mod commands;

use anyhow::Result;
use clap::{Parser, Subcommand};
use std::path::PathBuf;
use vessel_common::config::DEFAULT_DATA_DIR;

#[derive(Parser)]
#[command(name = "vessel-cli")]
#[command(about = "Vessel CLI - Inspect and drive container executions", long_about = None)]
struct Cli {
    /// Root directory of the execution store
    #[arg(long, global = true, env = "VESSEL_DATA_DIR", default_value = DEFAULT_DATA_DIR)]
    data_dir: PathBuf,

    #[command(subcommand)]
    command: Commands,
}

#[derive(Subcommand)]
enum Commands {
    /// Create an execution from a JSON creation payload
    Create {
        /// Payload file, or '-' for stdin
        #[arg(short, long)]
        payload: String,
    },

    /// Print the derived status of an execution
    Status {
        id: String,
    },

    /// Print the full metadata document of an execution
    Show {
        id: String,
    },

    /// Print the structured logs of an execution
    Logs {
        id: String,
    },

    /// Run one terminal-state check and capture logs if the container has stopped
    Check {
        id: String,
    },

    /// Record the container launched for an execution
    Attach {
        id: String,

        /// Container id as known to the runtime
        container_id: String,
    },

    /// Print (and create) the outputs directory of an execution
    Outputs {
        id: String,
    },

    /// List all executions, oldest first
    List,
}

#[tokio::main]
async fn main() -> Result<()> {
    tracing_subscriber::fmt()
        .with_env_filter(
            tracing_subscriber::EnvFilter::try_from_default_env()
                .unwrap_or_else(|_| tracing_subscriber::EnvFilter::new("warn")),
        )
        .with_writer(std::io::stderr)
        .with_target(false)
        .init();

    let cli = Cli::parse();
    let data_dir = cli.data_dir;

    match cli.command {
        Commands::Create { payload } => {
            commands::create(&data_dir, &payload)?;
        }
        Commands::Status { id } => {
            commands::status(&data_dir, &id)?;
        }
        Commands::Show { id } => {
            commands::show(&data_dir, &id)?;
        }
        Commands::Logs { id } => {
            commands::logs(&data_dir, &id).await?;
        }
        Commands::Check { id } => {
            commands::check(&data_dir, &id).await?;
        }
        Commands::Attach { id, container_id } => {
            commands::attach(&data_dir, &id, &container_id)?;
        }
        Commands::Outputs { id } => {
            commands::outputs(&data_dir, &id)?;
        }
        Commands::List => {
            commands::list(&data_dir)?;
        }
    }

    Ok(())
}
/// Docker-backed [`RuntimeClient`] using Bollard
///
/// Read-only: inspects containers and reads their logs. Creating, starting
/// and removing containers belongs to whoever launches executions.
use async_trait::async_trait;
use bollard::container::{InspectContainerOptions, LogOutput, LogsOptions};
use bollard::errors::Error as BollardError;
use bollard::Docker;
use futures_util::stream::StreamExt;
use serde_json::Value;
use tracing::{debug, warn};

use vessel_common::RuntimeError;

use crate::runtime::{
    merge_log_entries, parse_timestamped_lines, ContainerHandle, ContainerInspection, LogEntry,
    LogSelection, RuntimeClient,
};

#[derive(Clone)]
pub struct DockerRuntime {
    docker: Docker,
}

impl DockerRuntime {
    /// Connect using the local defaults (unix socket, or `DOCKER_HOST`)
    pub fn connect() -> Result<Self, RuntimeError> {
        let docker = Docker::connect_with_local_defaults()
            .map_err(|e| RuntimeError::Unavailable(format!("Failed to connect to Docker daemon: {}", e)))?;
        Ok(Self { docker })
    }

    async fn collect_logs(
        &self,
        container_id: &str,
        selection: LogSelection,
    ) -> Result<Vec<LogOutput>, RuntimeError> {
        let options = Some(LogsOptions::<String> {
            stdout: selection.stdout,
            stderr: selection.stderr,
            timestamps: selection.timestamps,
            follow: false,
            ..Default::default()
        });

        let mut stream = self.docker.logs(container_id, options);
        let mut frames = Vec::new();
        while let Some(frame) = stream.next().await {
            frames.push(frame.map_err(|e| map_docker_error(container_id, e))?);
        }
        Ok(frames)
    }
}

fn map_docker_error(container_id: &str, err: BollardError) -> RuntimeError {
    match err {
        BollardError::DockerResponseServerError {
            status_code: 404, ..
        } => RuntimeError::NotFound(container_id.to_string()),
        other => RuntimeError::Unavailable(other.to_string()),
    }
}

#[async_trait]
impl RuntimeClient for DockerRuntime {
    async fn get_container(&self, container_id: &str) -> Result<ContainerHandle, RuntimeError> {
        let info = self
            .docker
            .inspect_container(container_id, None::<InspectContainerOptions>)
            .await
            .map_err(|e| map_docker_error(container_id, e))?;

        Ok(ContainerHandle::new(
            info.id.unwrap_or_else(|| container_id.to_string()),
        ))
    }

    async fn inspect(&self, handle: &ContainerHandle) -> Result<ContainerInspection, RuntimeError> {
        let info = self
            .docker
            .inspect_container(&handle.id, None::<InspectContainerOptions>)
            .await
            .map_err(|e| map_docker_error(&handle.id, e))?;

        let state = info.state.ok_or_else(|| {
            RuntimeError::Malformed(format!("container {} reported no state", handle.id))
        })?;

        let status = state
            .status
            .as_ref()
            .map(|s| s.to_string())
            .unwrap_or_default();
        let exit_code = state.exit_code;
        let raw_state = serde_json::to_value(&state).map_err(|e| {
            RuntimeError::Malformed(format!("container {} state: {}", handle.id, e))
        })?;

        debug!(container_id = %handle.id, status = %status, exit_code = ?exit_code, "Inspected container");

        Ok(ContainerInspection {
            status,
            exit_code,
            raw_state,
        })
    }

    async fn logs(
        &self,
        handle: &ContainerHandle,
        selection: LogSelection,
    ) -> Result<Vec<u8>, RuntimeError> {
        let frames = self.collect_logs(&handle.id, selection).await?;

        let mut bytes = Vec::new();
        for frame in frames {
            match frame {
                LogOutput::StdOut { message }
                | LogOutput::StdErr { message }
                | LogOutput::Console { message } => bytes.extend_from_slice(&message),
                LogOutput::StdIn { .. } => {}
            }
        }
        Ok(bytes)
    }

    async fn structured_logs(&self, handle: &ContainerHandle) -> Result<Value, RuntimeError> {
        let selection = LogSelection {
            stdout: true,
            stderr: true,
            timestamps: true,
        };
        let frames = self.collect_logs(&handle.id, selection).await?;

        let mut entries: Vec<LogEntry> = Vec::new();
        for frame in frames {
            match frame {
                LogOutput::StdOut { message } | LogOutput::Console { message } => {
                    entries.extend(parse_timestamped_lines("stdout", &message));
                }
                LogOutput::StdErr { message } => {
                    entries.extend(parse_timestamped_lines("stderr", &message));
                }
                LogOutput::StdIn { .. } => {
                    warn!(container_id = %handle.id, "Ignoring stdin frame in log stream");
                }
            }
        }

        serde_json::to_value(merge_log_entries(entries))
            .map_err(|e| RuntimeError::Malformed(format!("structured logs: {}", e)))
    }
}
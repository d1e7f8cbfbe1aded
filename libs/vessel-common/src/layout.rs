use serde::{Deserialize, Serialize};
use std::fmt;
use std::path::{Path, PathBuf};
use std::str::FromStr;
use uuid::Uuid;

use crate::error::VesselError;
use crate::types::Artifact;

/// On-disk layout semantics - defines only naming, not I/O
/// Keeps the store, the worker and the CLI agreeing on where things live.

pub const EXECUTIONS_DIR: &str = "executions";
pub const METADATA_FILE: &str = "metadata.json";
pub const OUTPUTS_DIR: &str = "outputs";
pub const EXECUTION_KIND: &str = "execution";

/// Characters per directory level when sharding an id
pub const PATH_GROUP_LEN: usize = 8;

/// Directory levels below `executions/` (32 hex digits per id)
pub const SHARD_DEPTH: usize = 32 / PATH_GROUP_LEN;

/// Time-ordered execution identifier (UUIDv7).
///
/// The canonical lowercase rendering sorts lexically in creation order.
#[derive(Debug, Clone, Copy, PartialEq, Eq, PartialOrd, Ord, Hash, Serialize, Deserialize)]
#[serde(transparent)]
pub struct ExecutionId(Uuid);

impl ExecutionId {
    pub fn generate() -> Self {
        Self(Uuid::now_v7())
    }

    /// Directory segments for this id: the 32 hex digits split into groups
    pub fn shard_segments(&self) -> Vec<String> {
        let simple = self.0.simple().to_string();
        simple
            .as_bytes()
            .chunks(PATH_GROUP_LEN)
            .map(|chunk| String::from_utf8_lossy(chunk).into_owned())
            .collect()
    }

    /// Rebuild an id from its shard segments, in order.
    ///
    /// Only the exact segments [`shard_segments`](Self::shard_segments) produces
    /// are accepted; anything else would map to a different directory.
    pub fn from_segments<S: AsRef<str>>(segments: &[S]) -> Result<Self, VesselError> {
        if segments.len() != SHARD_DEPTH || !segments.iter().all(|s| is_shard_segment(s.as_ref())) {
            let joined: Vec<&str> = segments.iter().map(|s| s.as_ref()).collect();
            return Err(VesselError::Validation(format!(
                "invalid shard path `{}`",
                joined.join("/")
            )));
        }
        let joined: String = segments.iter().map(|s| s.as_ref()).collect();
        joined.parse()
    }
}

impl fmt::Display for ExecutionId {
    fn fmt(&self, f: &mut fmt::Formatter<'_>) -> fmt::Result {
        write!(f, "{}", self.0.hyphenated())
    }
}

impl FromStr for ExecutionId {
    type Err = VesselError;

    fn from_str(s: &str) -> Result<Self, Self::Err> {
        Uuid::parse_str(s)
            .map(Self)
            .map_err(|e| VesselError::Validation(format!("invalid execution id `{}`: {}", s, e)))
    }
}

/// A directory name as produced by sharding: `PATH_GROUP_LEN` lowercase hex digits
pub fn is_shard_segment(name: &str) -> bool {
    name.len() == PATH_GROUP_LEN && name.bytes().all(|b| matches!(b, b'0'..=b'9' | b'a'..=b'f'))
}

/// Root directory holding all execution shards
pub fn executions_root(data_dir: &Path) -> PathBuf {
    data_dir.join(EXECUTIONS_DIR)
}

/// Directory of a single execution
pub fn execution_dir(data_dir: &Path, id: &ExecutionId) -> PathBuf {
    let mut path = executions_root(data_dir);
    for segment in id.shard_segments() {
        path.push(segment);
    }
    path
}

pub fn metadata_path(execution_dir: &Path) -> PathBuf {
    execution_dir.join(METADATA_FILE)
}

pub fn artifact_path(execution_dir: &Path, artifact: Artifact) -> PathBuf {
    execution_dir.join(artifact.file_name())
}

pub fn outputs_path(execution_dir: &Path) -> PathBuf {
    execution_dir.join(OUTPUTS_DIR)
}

▶ What is needed
Look for the word "store" throughout the material above and copy every line that has it.

▶ Exercise answer
    /// Root directory of the execution store
/// Keeps the store, the worker and the CLI agreeing on where things live.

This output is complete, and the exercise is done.